This Christmas, the Herald and The Fred Hollows Foundation NZ are working together to bring the Gift of Sight to the Pacific, where four out of five people who are blind don't need to be. Alarmingly, an increasing number of these are young people, suffering from diabetes-related eye disease. This week, we bring you stories of just a handful of these people and invite you to help us raise money for a sight-saving machine that can improve the lives of people like them.
Ask Clerence Natnaur what makes her happy and the young woman with bandages on her feet answers softly: "I love listening to music, playing guitar and singing."
Later she will sing a hymn for her visitors, at her home in Vanuatu, tapping time with feet that are missing their toes.
What's more, diabetes is also making Clerence, 22, blind. She has Type 1 diabetes, an autoimmune condition where the pancreas does not make insulin.
During the past 20 years there has been an explosion of this disease, particularly in the Pacific Islands where the incidence is among the highest in the world.
Clerence gets around her earth-floor family home in Erakor Village near Port Vila with the help of a walking stick.
To venture further there is the wheelchair her father used after his legs were amputated because of diabetes complications. He died last year, aged 48, from kidney failure.
Amputations are complications that are in plain sight. Eye damage is the hidden curse of diabetes.
Clerence has dense cataracts and diabetic retinopathy, whereby the disease causes bleeding at the back of eye (the retina).
High blood sugar can lead to cataracts, glaucoma, and diabetic retinopathy which is the most common cause of vision loss for diabetics and is a leading cause of blindness among working-age adults.
Removing Clerence's cataracts should improve her eyesight but it must also be done so the back of her eye can be seen to assess her retinopathy. Then laser surgery can be done to stop the bleeding and preserve her sight.

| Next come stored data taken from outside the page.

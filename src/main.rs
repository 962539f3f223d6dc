use {
    argh::FromArgs,
    culpa::{throw, throws},
    error::{RuntimeError, ScanError},
    miette::{miette, LabeledSpan, MietteDiagnostic, Report},
    scanner::Scanner,
    std::io::Read,
};

mod error;
mod scanner;
mod token;

const APP_NAME: &str = env!("CARGO_PKG_NAME");
const APP_VERSION: &str = env!("CARGO_PKG_VERSION");

/// Scan a Pascal-like source on standard input and print its tokens.
#[derive(FromArgs)]
struct Args {
    /// print version information
    #[argh(switch, short = 'v')]
    version: bool,

    /// source file (unsupported, input is read from stdin)
    #[argh(positional)]
    script: Vec<String>,
}

#[throws(RuntimeError)]
fn main() {
    let args: Args = argh::from_env();

    if args.version {
        println!("{} {}", APP_NAME, APP_VERSION);
        return;
    }

    if !args.script.is_empty() {
        throw!(RuntimeError::Usage(miette!("{} [something.pas]", APP_NAME)));
    }

    miette::set_hook(Box::new(|_| {
        Box::new(
            miette::MietteHandlerOpts::new()
                .unicode(true)
                .color(false)
                .context_lines(3)
                .build(),
        )
    }))
    .unwrap();

    let mut source = String::new();
    std::io::stdin().read_to_string(&mut source)?;

    if let Err(e) = run(&source) {
        error(&source, e.span(), &e.to_string());
        std::process::exit(e.exit_code());
    }
}

/// Scan the whole source and print one token name per line.
#[throws(ScanError)]
fn run(source: &str) {
    let tokens = Scanner::new(source).scan_tokens()?;
    for token in &tokens {
        println!("{}", token);
    }
}

/// Report a lexical diagnostic with a labeled source span on stderr.
pub fn error(source: &str, span: std::ops::Range<usize>, message: &str) {
    let diag =
        MietteDiagnostic::new(message.to_string()).with_label(LabeledSpan::at(span, "here"));
    let report = Report::new(diag).with_source_code(source.to_string());
    eprintln!("{:?}", report);
}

The trouble is, cataract operations have twice been cancelled because of skin infections near Clerence's eyes. If infection got into her eyes it could cause total blindness.
The operations are done by doctors visiting with twice-yearly diabetic outreach teams which are part of the Fred Hollows Foundation's diabetic eye programme.

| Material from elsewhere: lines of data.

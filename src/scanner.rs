use {
    crate::{
        error::ScanError,
        token::{self, SourcePosition, Token, TokenKind},
    },
    culpa::{throw, throws},
    std::collections::HashMap,
};

trait IsIdentifier {
    fn is_identifier(&self) -> bool;
}

impl IsIdentifier for char {
    fn is_identifier(&self) -> bool {
        self.is_alphanumeric() || *self == '_'
    }
}

/// Current scanner state for iterating over the source input.
///
/// `start` and `current` are byte offsets into the utf8 source; `start` marks
/// the first character of the lexeme in progress, `current` the next unread
/// character. Lookahead is bounded at two characters.
pub struct Scanner<'src> {
    source: &'src str,
    tokens: Vec<Token<'src>>,
    start: usize,
    current: usize,
    line: usize,
    keywords: &'static HashMap<&'static str, TokenKind>,
}

impl<'src> Scanner<'src> {
    pub fn new(source: &'src str) -> Self {
        Self {
            source,
            tokens: vec![],
            start: 0,
            current: 0,
            line: 1,
            keywords: token::keywords(),
        }
    }

    /// Scan the whole source, ending with a zero-length `END_OF_FILE` token.
    ///
    /// Fatal lexical conditions (unterminated string, unclosed comment) are
    /// returned to the caller; no token is emitted for the open lexeme and
    /// scanning stops at the detection point.
    #[throws(ScanError)]
    pub fn scan_tokens(mut self) -> Vec<Token<'src>> {
        while !self.is_at_end() {
            self.start = self.current;
            self.scan_token()?;
        }
        self.start = self.current;
        self.add_token(TokenKind::Eof);
        self.tokens
    }

    #[throws(ScanError)]
    fn scan_token(&mut self) {
        let c = self.advance();
        match c {
            '+' => {
                let kind = if self.matches('=') {
                    TokenKind::PlusEqual
                } else {
                    TokenKind::PlusOp
                };
                self.add_token(kind);
            }
            '-' => {
                let kind = if self.matches('=') {
                    TokenKind::MinusEqual
                } else {
                    TokenKind::MinusOp
                };
                self.add_token(kind);
            }
            '*' => {
                let kind = if self.matches('=') {
                    TokenKind::MultEqual
                } else {
                    TokenKind::MultOp
                };
                self.add_token(kind);
            }
            ':' => {
                let kind = if self.matches('=') {
                    TokenKind::Assign
                } else {
                    TokenKind::Colon
                };
                self.add_token(kind);
            }
            '<' => {
                let kind = if self.matches('=') {
                    TokenKind::LtEq
                } else if self.matches('>') {
                    TokenKind::Ne
                } else {
                    TokenKind::Lt
                };
                self.add_token(kind);
            }
            '>' => {
                let kind = if self.matches('=') {
                    TokenKind::GtEq
                } else {
                    TokenKind::Gt
                };
                self.add_token(kind);
            }
            '/' => {
                if self.matches('/') {
                    // A line comment goes until the end of the line and
                    // leaves no token, unlike block comment markers.
                    while self.peek() != '\n' && !self.is_at_end() {
                        self.advance();
                    }
                } else if self.matches('=') {
                    self.add_token(TokenKind::DivEqual);
                } else {
                    self.add_token(TokenKind::DivOp);
                }
            }
            '=' => self.add_token(TokenKind::Equal),
            '^' => self.add_token(TokenKind::Carat),
            ';' => self.add_token(TokenKind::Semicolon),
            ',' => self.add_token(TokenKind::Comma),
            '(' => {
                if self.matches('*') {
                    self.block_comment()?;
                } else {
                    self.add_token(TokenKind::LeftParen);
                }
            }
            ')' => self.add_token(TokenKind::RightParen),
            '[' => self.add_token(TokenKind::LeftBracket),
            ']' => self.add_token(TokenKind::RightBracket),
            '{' => self.add_token(TokenKind::LeftBrace),
            '}' => self.add_token(TokenKind::RightBrace),
            '\'' => self.string()?,
            '0'..='9' => self.number(),
            d if d.is_alphabetic() || d == '_' => self.identifier(),
            ' ' | '\r' | '\t' => {
                // Ignore whitespace.
            }
            '\n' => {
                self.line += 1;
            }
            _ => {
                crate::error(
                    self.source,
                    self.start..self.current,
                    &format!("Unexpected character `{}`", c),
                );
            }
        }
    }

    /// Nested block comments. Every `(*`/`*)` pair emits its own
    /// `LCOMMENT`/`RCOMMENT` marker tokens; the comment body is discarded.
    /// Depth is tracked with a counter rather than recursion, so nesting in
    /// untrusted input cannot exhaust the call stack.
    #[throws(ScanError)]
    fn block_comment(&mut self) {
        let opened = self.start..self.current;
        self.add_token(TokenKind::LeftComment);
        let mut depth = 1usize;
        while depth > 0 {
            if self.is_at_end() {
                throw!(ScanError::UnclosedComment {
                    line: self.line,
                    span: opened,
                });
            }
            let c = self.advance();
            match c {
                '\n' => self.line += 1,
                '*' if self.peek() == ')' => {
                    self.start = self.current - 1;
                    self.advance();
                    self.add_token(TokenKind::RightComment);
                    depth -= 1;
                }
                '(' if self.peek() == '*' => {
                    self.start = self.current - 1;
                    self.advance();
                    self.add_token(TokenKind::LeftComment);
                    depth += 1;
                }
                _ => {}
            }
        }
    }

    /// Strings run from `'` to `'` and may span lines; the token keeps the
    /// line of the opening quote.
    #[throws(ScanError)]
    fn string(&mut self) {
        let line = self.line;
        while self.peek() != '\'' && !self.is_at_end() {
            if self.peek() == '\n' {
                self.line += 1;
            }
            self.advance();
        }
        if self.is_at_end() {
            throw!(ScanError::UnterminatedString {
                line: self.line,
                span: self.start..self.current,
            });
        }
        // The closing '.
        self.advance();
        self.add_token_on_line(TokenKind::String, line);
    }

    fn number(&mut self) {
        while self.peek().is_ascii_digit() {
            self.advance();
        }
        // A dot starts a fractional part only when a digit follows it, so a
        // trailing range or record-access dot is left for the next token.
        if self.peek() == '.' && self.peek_next().is_ascii_digit() {
            self.advance();
            while self.peek().is_ascii_digit() {
                self.advance();
            }
            self.add_token(TokenKind::Real);
        } else {
            self.add_token(TokenKind::Integer);
        }
    }

    fn identifier(&mut self) {
        while self.peek().is_identifier() {
            self.advance();
        }

        // Reserved words match case-insensitively and on the whole lexeme.
        let upper = self.lexeme().to_uppercase();
        match self.keywords.get(upper.as_str()) {
            Some(kind) => self.add_token(*kind),
            None => self.add_token(TokenKind::Identifier),
        }
    }

    fn is_at_end(&self) -> bool {
        self.current >= self.source.len()
    }

    fn advance(&mut self) -> char {
        let c = self.source[self.current..]
            .chars()
            .next()
            .expect("Got past end of input");
        self.current += c.len_utf8();
        c
    }

    /// Return true and advance if the next character is the expected one.
    fn matches(&mut self, expected: char) -> bool {
        if self.is_at_end() {
            return false;
        }
        if self.peek() != expected {
            return false;
        }
        self.current += expected.len_utf8();
        true
    }

    fn peek(&self) -> char {
        self.peek_offset(0)
    }

    fn peek_next(&self) -> char {
        self.peek_offset(1)
    }

    // @internal
    fn peek_offset(&self, offset: usize) -> char {
        self.source[self.current..]
            .chars()
            .nth(offset)
            .unwrap_or('\0')
    }

    fn lexeme(&self) -> &'src str {
        &self.source[self.start..self.current]
    }

    fn add_token(&mut self, kind: TokenKind) {
        self.add_token_on_line(kind, self.line);
    }

    // The lexeme is exactly `[start, current)` at the moment the token is
    // appended.
    fn add_token_on_line(&mut self, kind: TokenKind, line: usize) {
        self.tokens.push(Token {
            kind,
            lexeme: self.lexeme(),
            position: SourcePosition {
                line,
                span: self.start..self.current,
            },
        });
    }
}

It is a long time to wait but Clerence hopes it will be third-time lucky for her when the outreach team returns in October.
Her story is about missed opportunity, misunderstanding, superstition and a health system struggling to cope.
She knew her eyesight was poor a decade ago at school when she couldn't see the blackboard. Much later, Clerence learned diabetes was diagnosed back then but nothing was done.
"My father was upset," she told the Herald. "He couldn't accept that I would need lifelong treatment with insulin."
Clerence learned she had diabetes when infection landed her in hospital years later.
In 2014, the toes on her right foot were amputated after infection spread from a cut on her big toe.
Last year, poor eyesight led to the loss of the toes on her other foot. She stood on an insulin needle causing a small puncture wound on her little toe.
Her family first tried traditional treatments. Clerence even stopped taking insulin on the advice of a local healer.
Often, when doctors see patients for the first time, damage is advanced, Vila Central Hospital general surgeon Samuel Kemuel said.
"Most start with just a tiny injury and present late to the hospital, sometimes because they seek an alternative source of medicine, traditional medicine and wait until that doesn't work. So by the time we see them it can be extreme."
Her mother, Jeaneth, is in Samoa on a tourism course she hopes will lead to a job and an improved quality of life for the family. "That is her grand plan," Clerence says.
The day before Clerence's cataract operation is due there is bad news. Outreach team opthamologist Johnson Kasso has found cellulitis, a common bacterial skin infection, on her face.
Dr Kasso explains that makes the operation too risky. He will prescribe antibiotics and see her after a modern eye clinic funded by the Fred Hollows Foundation opens at the hospital in February.
Clerence is close to tears. She says later: "I really wanted it this year but it is not possible."
But the new clinic improves her prospects. It will be headed by Kasso, a native of Vanuatu, who will become his country's first resident opthamologist.
Kasso says: "Hopefully we will save enough of her vision for her to move around the house and have a reasonably normal life."
The Fred Hollows Foundation NZ hopes to raise $70,000 for a new camera to examine patients' eyes in Vanuatu. The camera will greatly improve the early detection of diabetic retinopathy and many other eye diseases, helping reduce the incidence of avoidable blindness.
• Diabetes of all types can lead to complications in many parts of the body and increase the risk of dying prematurely.
• A large proportion of diabetes and its complications can be prevented by a healthy diet, regular exercise, maintaining a normal body weight and avoiding tobacco use.
Source: World Health Organisation
Diabetes and blindness
• Diabetic retinopathy is the most common cause of vision loss among people with diabetes and a leading cause of blindness among working-age adults.
• Diabetic retinopathy involves changes to retinal blood vessels that can cause them to bleed or leak fluid, distorting vision.